**BRIEF**
Return every line from the records below with the string "PageReadGuard".

Saved data entries
==================================================

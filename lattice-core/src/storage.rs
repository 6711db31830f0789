//! Page store: the durable substrate every insertion runs on.
//!
//! Pages live in a memory-mapped data file and are cached as in-memory frames,
//! one `RwLock` per page. Readers take a shared lock, writers take the
//! exclusive lock and hand it to a [`StagedUpdate`] which keeps it until commit
//! or abort. Committed images go to the write-ahead log first, then to the
//! mapped file, then into the frames.
//!
//! A page handed out by [`PageStore::allocate_page`] whose image is never
//! committed goes back to a free set and is handed out again before the file
//! grows. Zeroed pages found on open (left by a crash between growth and
//! commit) start out in that set.

use crate::error::StoreError;
use crate::page::{INVALID_PAGE, PAGE_SIZE, PageId, SlottedPage};
use crate::wal::{StagedUpdate, SyncMode, Wal};
use anyhow::{Context, Result};
use fs2::FileExt;
use memmap2::MmapMut;
use parking_lot::lock_api::{ArcRwLockReadGuard, ArcRwLockWriteGuard};
use parking_lot::{Mutex, RawRwLock, RwLock};
use std::collections::BTreeSet;
use std::fs::{File, OpenOptions};
use std::path::{Path, PathBuf};
use std::sync::Arc;
use std::sync::atomic::{AtomicBool, Ordering};
use std::time::Duration;
use tracing::{debug, info, warn};

type Frame = Arc<RwLock<Box<[u8]>>>;

type FreePages = Arc<Mutex<BTreeSet<PageId>>>;

/// Shared lock on a page frame.
pub type PageReadGuard = ArcRwLockReadGuard<RawRwLock, Box<[u8]>>;

/// Exclusive lock on a page frame.
///
/// Holding the guard is the right to stage a new image for the page.
pub struct PageWriteGuard {
    page: PageId,
    guard: ArcRwLockWriteGuard<RawRwLock, Box<[u8]>>,
    /// Set for a fresh allocation until an image is installed
    release_to: Option<FreePages>,
}

impl PageWriteGuard {
    /// Page this guard locks
    #[must_use]
    pub fn page_id(&self) -> PageId {
        self.page
    }

    /// Current committed image
    #[must_use]
    pub fn image(&self) -> &[u8] {
        &self.guard
    }

    pub(crate) fn install(&mut self, image: &[u8]) {
        self.guard.copy_from_slice(image);
        self.release_to = None;
    }
}

impl Drop for PageWriteGuard {
    fn drop(&mut self) {
        if let Some(free) = self.release_to.take() {
            free.lock().insert(self.page);
            debug!(page = self.page, "store.allocation_released");
        }
    }
}

impl std::fmt::Debug for PageWriteGuard {
    fn fmt(&self, f: &mut std::fmt::Formatter<'_>) -> std::fmt::Result {
        f.debug_struct("PageWriteGuard").field("page", &self.page).finish_non_exhaustive()
    }
}

/// Durability and growth settings for a [`PageStore`].
#[derive(Debug, Clone)]
pub struct StoreOptions {
    /// When the write-ahead log is forced to disk
    pub sync: SyncMode,

    /// Log size that triggers a checkpoint
    pub wal_checkpoint_bytes: u64,

    /// How long `allocate_page` waits for the extension lock
    pub extension_lock_timeout: Duration,
}

impl Default for StoreOptions {
    fn default() -> Self {
        Self {
            sync: SyncMode::Full,
            wal_checkpoint_bytes: 4 * 1024 * 1024,
            extension_lock_timeout: Duration::from_secs(5),
        }
    }
}

/// Fixed-size page store backed by a memory-mapped file
pub struct PageStore {
    /// File handle (owns the file lock)
    file: File,

    /// Mapped view of the data file; also serializes writes and remaps
    mmap: Mutex<MmapMut>,

    /// One frame per allocated page
    frames: RwLock<Vec<Frame>>,

    /// Serializes file growth
    extension: Mutex<()>,

    /// Allocated pages that never received a committed image
    free: FreePages,

    /// Write-ahead log; holding it serializes commits and checkpoints
    wal: Mutex<Wal>,

    options: StoreOptions,

    fail_next_commit: AtomicBool,
}

impl std::fmt::Debug for PageStore {
    fn fmt(&self, f: &mut std::fmt::Formatter<'_>) -> std::fmt::Result {
        f.debug_struct("PageStore")
            .field("page_count", &self.page_count())
            .field("options", &self.options)
            .finish_non_exhaustive()
    }
}

/// Path of the write-ahead log that belongs to a data file
#[must_use]
pub fn wal_path(path: &Path) -> PathBuf {
    let mut name = path.as_os_str().to_owned();
    name.push("-wal");
    PathBuf::from(name)
}

impl PageStore {
    /// Opens or creates a page store
    ///
    /// A new file starts with one zeroed page reserved for metadata. Any
    /// committed updates still in the write-ahead log are replayed into the
    /// data file before the frames are loaded.
    ///
    /// # Errors
    ///
    /// Returns an error if:
    /// - The file cannot be opened or created
    /// - The file is already locked by another process
    /// - The file length is not a whole number of pages
    /// - Log replay fails
    pub fn open<P: AsRef<Path>>(path: P, options: StoreOptions) -> Result<Self> {
        let path = path.as_ref();

        let file = OpenOptions::new()
            .read(true)
            .write(true)
            .create(true)
            .truncate(false)
            .open(path)
            .with_context(|| format!("Failed to open lattice file: {}", path.display()))?;

        file.try_lock_exclusive()
            .context("Lattice file is already open by another process")?;

        let len = file.metadata()?.len();
        if len == 0 {
            file.set_len(PAGE_SIZE as u64)?;
        } else if len % PAGE_SIZE as u64 != 0 {
            anyhow::bail!(
                "Corrupted lattice file at {}: length {} is not a multiple of {}",
                path.display(),
                len,
                PAGE_SIZE
            );
        }

        // SAFETY: the file is exclusively locked by this process and every
        // access to the mapping goes through the `mmap` mutex.
        let mut mmap = unsafe { MmapMut::map_mut(&file)? };

        let mut wal = Wal::open(&wal_path(path), options.sync)?;
        let records = wal.recover()?;
        if !records.is_empty() {
            for record in &records {
                for (page, image) in &record.pages {
                    let end = (*page as usize + 1) * PAGE_SIZE;
                    if end > mmap.len() {
                        file.set_len(end as u64)?;
                        // SAFETY: as above; the old mapping is dropped here.
                        mmap = unsafe { MmapMut::map_mut(&file)? };
                    }
                    mmap[end - PAGE_SIZE..end].copy_from_slice(image);
                }
            }
            mmap.flush()?;
            file.sync_all()?;
            wal.truncate()?;
            info!(records = records.len(), "store.wal_recovery.replayed");
        }

        let frames: Vec<Frame> = mmap
            .chunks_exact(PAGE_SIZE)
            .map(|chunk| Arc::new(RwLock::new(chunk.to_vec().into_boxed_slice())))
            .collect();

        // Page 0 stays reserved even while it is still zeroed
        let free: BTreeSet<PageId> = frames
            .iter()
            .enumerate()
            .skip(1)
            .filter(|(_, frame)| !SlottedPage::new(&frame.read()[..]).is_initialized())
            .map(|(page, _)| page as PageId)
            .collect();
        if !free.is_empty() {
            info!(pages = free.len(), "store.open.unused_pages");
        }

        Ok(Self {
            file,
            mmap: Mutex::new(mmap),
            frames: RwLock::new(frames),
            extension: Mutex::new(()),
            free: Arc::new(Mutex::new(free)),
            wal: Mutex::new(wal),
            options,
            fail_next_commit: AtomicBool::new(false),
        })
    }

    /// Number of allocated pages
    pub fn page_count(&self) -> u32 {
        self.frames.read().len() as u32
    }

    fn frame(&self, page: PageId) -> Result<Frame, StoreError> {
        let frames = self.frames.read();
        frames
            .get(page as usize)
            .cloned()
            .ok_or(StoreError::PageOutOfRange { page, page_count: frames.len() as u32 })
    }

    /// Locks a page for read-only inspection
    ///
    /// # Errors
    ///
    /// Returns `StoreError::PageOutOfRange` for unknown pages.
    pub fn lock_shared(&self, page: PageId) -> Result<PageReadGuard> {
        Ok(self.frame(page)?.read_arc())
    }

    /// Locks a page for modification, waiting for other holders
    ///
    /// # Errors
    ///
    /// Returns `StoreError::PageOutOfRange` for unknown pages.
    pub fn lock_exclusive(&self, page: PageId) -> Result<PageWriteGuard> {
        let guard = self.frame(page)?.write_arc();
        Ok(PageWriteGuard { page, guard, release_to: None })
    }

    /// Locks a page for modification only if nobody else holds it
    ///
    /// # Errors
    ///
    /// Returns `StoreError::PageOutOfRange` for unknown pages.
    pub fn try_lock_exclusive(&self, page: PageId) -> Result<Option<PageWriteGuard>> {
        Ok(self.frame(page)?.try_write_arc().map(|guard| PageWriteGuard { page, guard, release_to: None }))
    }

    /// Hands out one zeroed page, locked
    ///
    /// A page released by an earlier allocation that never committed is
    /// returned first (lowest id first); otherwise the file grows by one page.
    /// Allocation is serialized by the store-wide extension lock, so two
    /// callers never receive the same page. The page is not linked anywhere;
    /// the caller stages its initialization and the link to it. If the guard
    /// is dropped before an image is committed for it, the page is released
    /// again.
    ///
    /// # Errors
    ///
    /// Returns an error if the extension lock times out, the store is full, or
    /// the file cannot grow.
    pub fn allocate_page(&self) -> Result<PageWriteGuard> {
        let timeout = self.options.extension_lock_timeout;
        let _extension = self
            .extension
            .try_lock_for(timeout)
            .ok_or(StoreError::ExtensionLockTimeout { millis: timeout.as_millis() })?;

        let released = self.free.lock().pop_first();
        if let Some(page) = released {
            let mut guard = self.frame(page)?.write_arc();
            guard.fill(0);
            debug!(page, "store.allocate_page.reused");
            return Ok(PageWriteGuard { page, guard, release_to: Some(Arc::clone(&self.free)) });
        }

        let page = self.page_count();
        if page >= INVALID_PAGE {
            return Err(StoreError::StoreFull { max: INVALID_PAGE }.into());
        }

        {
            let mut mmap = self.mmap.lock();
            let new_len = (u64::from(page) + 1) * PAGE_SIZE as u64;
            self.file
                .set_len(new_len)
                .with_context(|| format!("Failed to grow lattice file to {new_len} bytes"))?;
            // SAFETY: the mapping is only touched under this mutex, and frames
            // hold copies, so nothing borrows the old mapping.
            *mmap = unsafe { MmapMut::map_mut(&self.file)? };
        }

        let frame: Frame = Arc::new(RwLock::new(vec![0u8; PAGE_SIZE].into_boxed_slice()));
        let guard = frame.write_arc();
        self.frames.write().push(frame);

        info!(page, "store.allocate_page");
        Ok(PageWriteGuard { page, guard, release_to: Some(Arc::clone(&self.free)) })
    }

    /// Starts a staged-update scope
    pub fn begin(&self) -> StagedUpdate<'_> {
        StagedUpdate::new(self)
    }

    /// Makes committed page images durable and visible in the data file.
    ///
    /// Callers hold the exclusive lock of every page in `images`.
    pub(crate) fn commit_images(&self, images: &[(PageId, &[u8])]) -> Result<u64> {
        let mut wal = self.wal.lock();

        if self.fail_next_commit.swap(false, Ordering::SeqCst) {
            return Err(StoreError::InjectedFailure.into());
        }

        let lsn = wal.append(images)?;

        {
            let mut mmap = self.mmap.lock();
            let page_count = (mmap.len() / PAGE_SIZE) as u32;
            for &(page, image) in images {
                let start = page as usize * PAGE_SIZE;
                let dst = mmap
                    .get_mut(start..start + PAGE_SIZE)
                    .ok_or(StoreError::PageOutOfRange { page, page_count })?;
                dst.copy_from_slice(image);
            }
        }

        {
            let mut free = self.free.lock();
            for &(page, _) in images {
                free.remove(&page);
            }
        }

        // The record is durable from here on; a failed checkpoint is retried by
        // the next commit or flush.
        if wal.len() >= self.options.wal_checkpoint_bytes {
            if let Err(err) = self.checkpoint(&mut wal) {
                warn!(error = %err, "store.checkpoint_failed");
            }
        }

        Ok(lsn)
    }

    fn checkpoint(&self, wal: &mut Wal) -> Result<()> {
        self.mmap.lock().flush()?;
        if self.options.sync != SyncMode::Off {
            self.file.sync_all()?;
        }
        let truncated = wal.len();
        wal.truncate()?;
        debug!(truncated, "store.checkpoint");
        Ok(())
    }

    /// Flushes the data file and truncates the write-ahead log
    ///
    /// # Errors
    ///
    /// Returns an error if the flush fails
    pub fn flush(&self) -> Result<()> {
        let mut wal = self.wal.lock();
        self.checkpoint(&mut wal)
    }

    /// Number of allocated pages waiting to be handed out again
    pub fn free_page_count(&self) -> usize {
        self.free.lock().len()
    }

    /// Current size of the write-ahead log in bytes
    pub fn wal_len(&self) -> u64 {
        self.wal.lock().len()
    }

    /// Makes the next commit fail before anything reaches the log
    #[cfg(any(test, feature = "internals"))]
    pub fn fail_next_commit(&self) {
        self.fail_next_commit.store(true, Ordering::SeqCst);
    }
}

impl Drop for PageStore {
    fn drop(&mut self) {
        let _ = FileExt::unlock(&self.file);
    }
}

==================================================

**SOLUTION**
pub type PageReadGuard = ArcRwLockReadGuard<RawRwLock, Box<[u8]>>;
    pub fn lock_shared(&self, page: PageId) -> Result<PageReadGuard> {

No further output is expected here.